Before reading this installment of Blue Yodel, you may want to (re)visit a recent reference by John Lawless to an article written by columnist Joe Queenan in the Wall Street Journal.

Dear Joe Queenan,

I’m writing from the year 2111—a full 100 years after your pivotal column on the banjo appeared in the Wall Street Journal in November 2011.

We all know the story by now, but it’s still astonishing to read the words—your words—that led, paradoxically, to the banjo being embraced by the greatest musical minds of the 21st century, hailed as the voice of the people, and held in our hearts as the symbol of world peace.

Of course, that was not your intention. But nor do I believe you were just banjo bashing.  Scholars have long deduced that you were simply trying to meet a deadline and it was a slow news day. (The crossed-out words in your journal—’lawyer jokes, accordion jokes’—followed by ‘banjo jokes!’ give that away.)
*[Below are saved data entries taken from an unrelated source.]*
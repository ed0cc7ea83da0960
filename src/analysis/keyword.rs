//! Keyword analyzer: the whole input is one term.

use crate::analysis::Analyzer;

/// Lowercases the input and emits it verbatim as a single term.
///
/// Used for tags, where each tag string is one indexed unit. Empty input
/// yields no term.
#[derive(Debug, Clone, Default)]
pub struct KeywordAnalyzer;

impl KeywordAnalyzer {
    pub fn new() -> Self {
        KeywordAnalyzer
    }
}

impl Analyzer for KeywordAnalyzer {
    fn analyze(&self, text: &str) -> Vec<String> {
        if text.is_empty() {
            return Vec::new();
        }
        vec![text.to_lowercase()]
    }

    fn name(&self) -> &'static str {
        "keyword"
    }
}
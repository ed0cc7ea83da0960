//! Per-field inverted indexes over an immutable article snapshot.
//!
//! # Module Structure
//!
//! - `field`: the closed set of indexed fields and their weights
//! - `term_index`: sorted term dictionary with posting lists
//! - `writer`: builds a complete snapshot from a corpus
//!
//! An [`ArticleIndex`] is only ever produced whole. Rebuilding means
//! building a new snapshot and replacing the old one.

pub mod field;
pub mod term_index;
pub mod writer;

use std::sync::Arc;
use std::time::Instant;

use ahash::AHashMap;
use serde::{Deserialize, Serialize};

use crate::analysis::{Analyzer, GermanAnalyzer};
use crate::data::Article;
use crate::engine::config::SearchConfig;
use crate::error::Result;

use self::field::SearchField;
use self::term_index::{DocOrdinal, TermIndex};
use self::writer::IndexWriter;

/// Unique term counts per field index.
#[derive(Debug, Clone, Copy, Default, PartialEq, Eq, Serialize, Deserialize)]
#[serde(rename_all = "camelCase")]
pub struct IndexStats {
    pub article_count: usize,
    pub title_terms: usize,
    pub content_terms: usize,
    pub excerpt_terms: usize,
    pub tag_terms: usize,
    pub author_terms: usize,
    pub category_terms: usize,
}

/// A fully built, immutable search index over one corpus snapshot.
#[derive(Debug)]
pub struct ArticleIndex {
    pub(crate) articles: Vec<Arc<Article>>,
    pub(crate) ids: AHashMap<String, DocOrdinal>,
    pub(crate) fields: [TermIndex; SearchField::COUNT],
    pub(crate) analyzer: GermanAnalyzer,
    pub(crate) config: SearchConfig,
}

impl ArticleIndex {
    /// Build an index from a full corpus snapshot.
    ///
    /// Fails with `InvalidArgument` if two articles share an id. No partial
    /// index is ever returned.
    pub fn build<I>(articles: I, config: SearchConfig) -> Result<Self>
    where
        I: IntoIterator<Item = Article>,
    {
        config.validate()?;
        let start = Instant::now();

        let mut writer = IndexWriter::new(&config);
        for article in articles {
            writer.add_article(article)?;
        }
        let index = writer.finish(config);

        log::info!(
            "Built search index for {} articles in {:.2?}",
            index.article_count(),
            start.elapsed()
        );
        Ok(index)
    }

    pub fn article_count(&self) -> usize {
        self.articles.len()
    }

    /// Articles in corpus order.
    pub fn articles(&self) -> &[Arc<Article>] {
        &self.articles
    }

    /// Look up an article by id.
    pub fn article(&self, id: &str) -> Option<&Arc<Article>> {
        self.ids
            .get(id)
            .map(|ordinal| &self.articles[*ordinal as usize])
    }

    pub(crate) fn article_at(&self, ordinal: DocOrdinal) -> &Arc<Article> {
        &self.articles[ordinal as usize]
    }

    /// The inverted index of one field.
    pub fn field(&self, field: SearchField) -> &TermIndex {
        &self.fields[field.ordinal()]
    }

    pub fn config(&self) -> &SearchConfig {
        &self.config
    }

    /// Tokenize query text with the same rules used at index time.
    pub fn analyze_query(&self, text: &str) -> Vec<String> {
        self.analyzer.analyze(text)
    }

    pub fn stats(&self) -> IndexStats {
        IndexStats {
            article_count: self.article_count(),
            title_terms: self.field(SearchField::Title).len(),
            content_terms: self.field(SearchField::Content).len(),
            excerpt_terms: self.field(SearchField::Excerpt).len(),
            tag_terms: self.field(SearchField::Tags).len(),
            author_terms: self.field(SearchField::Author).len(),
            category_terms: self.field(SearchField::Category).len(),
        }
    }
}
In fact, the signs were there that the Century of the Banjo (some see it ongoing as the Millennium of the Banjo) had already begun. The PBS documentary, Give Me the Banjo, which set off your diatribe, had aired the previous night on a national broadcast. And Steve Martin had appeared on the David Letterman Show and presented Sammy Shelor with the Banjo Genius award and a check for $50,000.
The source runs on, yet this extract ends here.